# Dataset:

+++++

// ---------------------------------------------------------------------------
// Tests
// ---------------------------------------------------------------------------

#[cfg(test)]
mod test {
    use super::*;
    use soroban_sdk::{testutils::Address as _, vec, Address, Env, String};

    // ------------------------------------------------------------------
    // Test helpers
    // ------------------------------------------------------------------

    /// Register and initialize a collection. The operator is a plain
    /// address here; under mocked auths direct client calls stand in for
    /// the cup contract driving the ledger.
    fn setup(env: &Env) -> (StickerCollectionClient<'_>, Address, Address) {
        let admin = Address::generate(env);
        let operator = Address::generate(env);

        let contract_id = env.register(StickerCollection, ());
        let client = StickerCollectionClient::new(env, &contract_id);

        env.mock_all_auths();
        client.init(
            &admin,
            &operator,
            &String::from_str(env, "ipfs://hidden.json"),
            &String::from_str(env, "ipfs://collection.json"),
        );

        (client, admin, operator)
    }

    // ------------------------------------------------------------------
    // 1. Init lifecycle
    // ------------------------------------------------------------------

    #[test]
    fn test_init_rejects_reinit() {
        let env = Env::default();
        let (client, admin, operator) = setup(&env);
        env.mock_all_auths();

        let result = client.try_init(
            &admin,
            &operator,
            &String::from_str(&env, "ipfs://hidden.json"),
            &String::from_str(&env, "ipfs://collection.json"),
        );
        assert!(result.is_err());
    }

    #[test]
    fn test_queries_before_init_rejected() {
        let env = Env::default();
        let contract_id = env.register(StickerCollection, ());
        let client = StickerCollectionClient::new(&env, &contract_id);

        let holder = Address::generate(&env);
        assert!(client.try_balance_of(&holder, &1u64).is_err());
        assert!(client.try_uri(&1u64).is_err());
    }

    // ------------------------------------------------------------------
    // 2. Mint and balances
    // ------------------------------------------------------------------

    #[test]
    fn test_mint_credits_holder() {
        let env = Env::default();
        let (client, _, _) = setup(&env);
        env.mock_all_auths();

        let holder = Address::generate(&env);
        client.mint(&holder, &11001u64, &3i128);

        assert_eq!(client.balance_of(&holder, &11001u64), 3);
        assert_eq!(client.balance_of(&holder, &11002u64), 0);
    }

    #[test]
    fn test_mint_zero_rejected() {
        let env = Env::default();
        let (client, _, _) = setup(&env);
        env.mock_all_auths();

        let holder = Address::generate(&env);
        assert!(client.try_mint(&holder, &11001u64, &0i128).is_err());
        assert!(client.try_mint(&holder, &11001u64, &-5i128).is_err());
    }

    #[test]
    fn test_mint_batch_and_batch_query() {
        let env = Env::default();
        let (client, _, _) = setup(&env);
        env.mock_all_auths();

        let holder = Address::generate(&env);
        client.mint_batch(
            &holder,
            &vec![&env, 11001u64, 12002u64, 23005u64],
            &vec![&env, 4i128, 1i128, 2i128],
        );

        let balances = client.balance_of_batch(
            &vec![&env, holder.clone(), holder.clone(), holder.clone()],
            &vec![&env, 11001u64, 12002u64, 23005u64],
        );
        assert_eq!(balances, vec![&env, 4i128, 1i128, 2i128]);
    }

    #[test]
    fn test_batch_length_mismatch_rejected() {
        let env = Env::default();
        let (client, _, _) = setup(&env);
        env.mock_all_auths();

        let holder = Address::generate(&env);
        let result = client.try_mint_batch(
            &holder,
            &vec![&env, 11001u64, 12002u64],
            &vec![&env, 1i128],
        );
        assert!(result.is_err());

        let result = client.try_balance_of_batch(
            &vec![&env, holder.clone()],
            &vec![&env, 11001u64, 12002u64],
        );
        assert!(result.is_err());
    }

    // ------------------------------------------------------------------
    // 3. Burn
    // ------------------------------------------------------------------

    #[test]
    fn test_burn_debits_holder() {
        let env = Env::default();
        let (client, _, _) = setup(&env);
        env.mock_all_auths();

        let holder = Address::generate(&env);
        client.mint(&holder, &11001u64, &3i128);
        client.burn(&holder, &11001u64, &2i128);

        assert_eq!(client.balance_of(&holder, &11001u64), 1);
    }

    #[test]
    fn test_burn_exceeding_balance_rejected() {
        let env = Env::default();
        let (client, _, _) = setup(&env);
        env.mock_all_auths();

        let holder = Address::generate(&env);
        client.mint(&holder, &11001u64, &1i128);

        assert!(client.try_burn(&holder, &11001u64, &2i128).is_err());
        assert_eq!(client.balance_of(&holder, &11001u64), 1);
    }

    #[test]
    fn test_failed_batch_burn_rolls_back() {
        let env = Env::default();
        let (client, _, _) = setup(&env);
        env.mock_all_auths();

        let holder = Address::generate(&env);
        client.mint(&holder, &11001u64, &5i128);

        // Second entry is short; the first debit must not persist.
        let result = client.try_burn_batch(
            &holder,
            &vec![&env, 11001u64, 12002u64],
            &vec![&env, 1i128, 1i128],
        );
        assert!(result.is_err());
        assert_eq!(client.balance_of(&holder, &11001u64), 5);
    }

    #[test]
    fn test_duplicate_id_batch_burn_cannot_double_spend() {
        let env = Env::default();
        let (client, _, _) = setup(&env);
        env.mock_all_auths();

        let holder = Address::generate(&env);
        client.mint(&holder, &11001u64, &1i128);

        let result = client.try_burn_batch(
            &holder,
            &vec![&env, 11001u64, 11001u64],
            &vec![&env, 1i128, 1i128],
        );
        assert!(result.is_err());
        assert_eq!(client.balance_of(&holder, &11001u64), 1);
    }

    // ------------------------------------------------------------------
    // 4. Transfer
    // ------------------------------------------------------------------

    #[test]
    fn test_transfer_moves_holding() {
        let env = Env::default();
        let (client, _, _) = setup(&env);
        env.mock_all_auths();

        let alice = Address::generate(&env);
        let bob = Address::generate(&env);
        client.mint(&alice, &11001u64, &2i128);
        client.transfer(&alice, &bob, &11001u64, &1i128);

        assert_eq!(client.balance_of(&alice, &11001u64), 1);
        assert_eq!(client.balance_of(&bob, &11001u64), 1);
    }

    #[test]
    fn test_transfer_short_holding_rejected() {
        let env = Env::default();
        let (client, _, _) = setup(&env);
        env.mock_all_auths();

        let alice = Address::generate(&env);
        let bob = Address::generate(&env);

        assert!(client.try_transfer(&alice, &bob, &11001u64, &1i128).is_err());
    }

    #[test]
    fn test_transfer_batch_moves_all_or_nothing() {
        let env = Env::default();
        let (client, _, _) = setup(&env);
        env.mock_all_auths();

        let alice = Address::generate(&env);
        let bob = Address::generate(&env);
        client.mint_batch(
            &alice,
            &vec![&env, 11001u64, 12002u64],
            &vec![&env, 1i128, 1i128],
        );

        // 23005 is not held; nothing may move.
        let result = client.try_transfer_batch(
            &alice,
            &bob,
            &vec![&env, 11001u64, 23005u64],
            &vec![&env, 1i128, 1i128],
        );
        assert!(result.is_err());
        assert_eq!(client.balance_of(&alice, &11001u64), 1);
        assert_eq!(client.balance_of(&bob, &11001u64), 0);

        client.transfer_batch(
            &alice,
            &bob,
            &vec![&env, 11001u64, 12002u64],
            &vec![&env, 1i128, 1i128],
        );
        assert_eq!(client.balance_of(&bob, &11001u64), 1);
        assert_eq!(client.balance_of(&bob, &12002u64), 1);
    }

    // ------------------------------------------------------------------
    // 5. Metadata and reveal
    // ------------------------------------------------------------------

    #[test]
    fn test_uri_hidden_before_reveal() {
        let env = Env::default();
        let (client, _, _) = setup(&env);

        assert_eq!(client.uri(&11001u64), String::from_str(&env, "ipfs://hidden.json"));
        assert_eq!(client.uri(&1u64), String::from_str(&env, "ipfs://hidden.json"));
        assert_eq!(
            client.contract_uri(),
            String::from_str(&env, "ipfs://collection.json")
        );
    }

    #[test]
    fn test_uri_appends_id_after_reveal() {
        let env = Env::default();
        let (client, admin, _) = setup(&env);
        env.mock_all_auths();

        client.set_revealed_path(&admin, &String::from_str(&env, "ipfs://revealed/"));

        assert_eq!(
            client.uri(&11001u64),
            String::from_str(&env, "ipfs://revealed/11001")
        );
        assert_eq!(client.uri(&1u64), String::from_str(&env, "ipfs://revealed/1"));
    }

    #[test]
    fn test_reveal_only_once() {
        let env = Env::default();
        let (client, admin, _) = setup(&env);
        env.mock_all_auths();

        client.set_revealed_path(&admin, &String::from_str(&env, "ipfs://revealed/"));

        let result =
            client.try_set_revealed_path(&admin, &String::from_str(&env, "ipfs://other/"));
        assert!(result.is_err());
    }

    #[test]
    fn test_reveal_by_non_admin_rejected() {
        let env = Env::default();
        let (client, _, _) = setup(&env);
        env.mock_all_auths();

        let outsider = Address::generate(&env);
        let result =
            client.try_set_revealed_path(&outsider, &String::from_str(&env, "ipfs://revealed/"));
        assert!(result.is_err());
    }

    #[test]
    fn test_overlong_reveal_path_rejected() {
        let env = Env::default();
        let (client, admin, _) = setup(&env);
        env.mock_all_auths();

        // One byte over the longest path that still leaves room for an id.
        let long = "ipfs://aaaaaaaaaaaaaaaaaaaaaaaaaaaaaaaaaaaaaaaaaaaaaaaaaaaaaaaaaaaaaaaaaaaaaaaaaaaaaaaaaaaaaaaaaaaaaaaaaaaaaaaaaaaaaaaaaaaaaaaaaaaaaaaaaaaaaaaaaaaaaaaaaaaaaaaaaaaaaaaaaaaaaaaaaaaaaa";
        assert_eq!(long.len(), MAX_URI_LEN - ID_DIGITS_MAX + 1);
        let result = client.try_set_revealed_path(&admin, &String::from_str(&env, long));
        assert!(result.is_err());
    }

    // ------------------------------------------------------------------
    // 6. Decimal rendering
    // ------------------------------------------------------------------

    #[test]
    fn test_format_decimal() {
        let mut buf = [0u8; ID_DIGITS_MAX];

        let n = format_decimal(0, &mut buf);
        assert_eq!(&buf[..n], b"0");

        let n = format_decimal(7, &mut buf);
        assert_eq!(&buf[..n], b"7");

        let n = format_decimal(11001, &mut buf);
        assert_eq!(&buf[..n], b"11001");

        let n = format_decimal(u64::MAX, &mut buf);
        assert_eq!(&buf[..n], b"18446744073709551615");
    }
}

+++++

# Your task:
Using the records above, gather all lines where the string "outsider" is present.

# Solution to this task:
        let outsider = Address::generate(&env);
            client.try_set_revealed_path(&outsider, &String::from_str(&env, "ipfs://revealed/"));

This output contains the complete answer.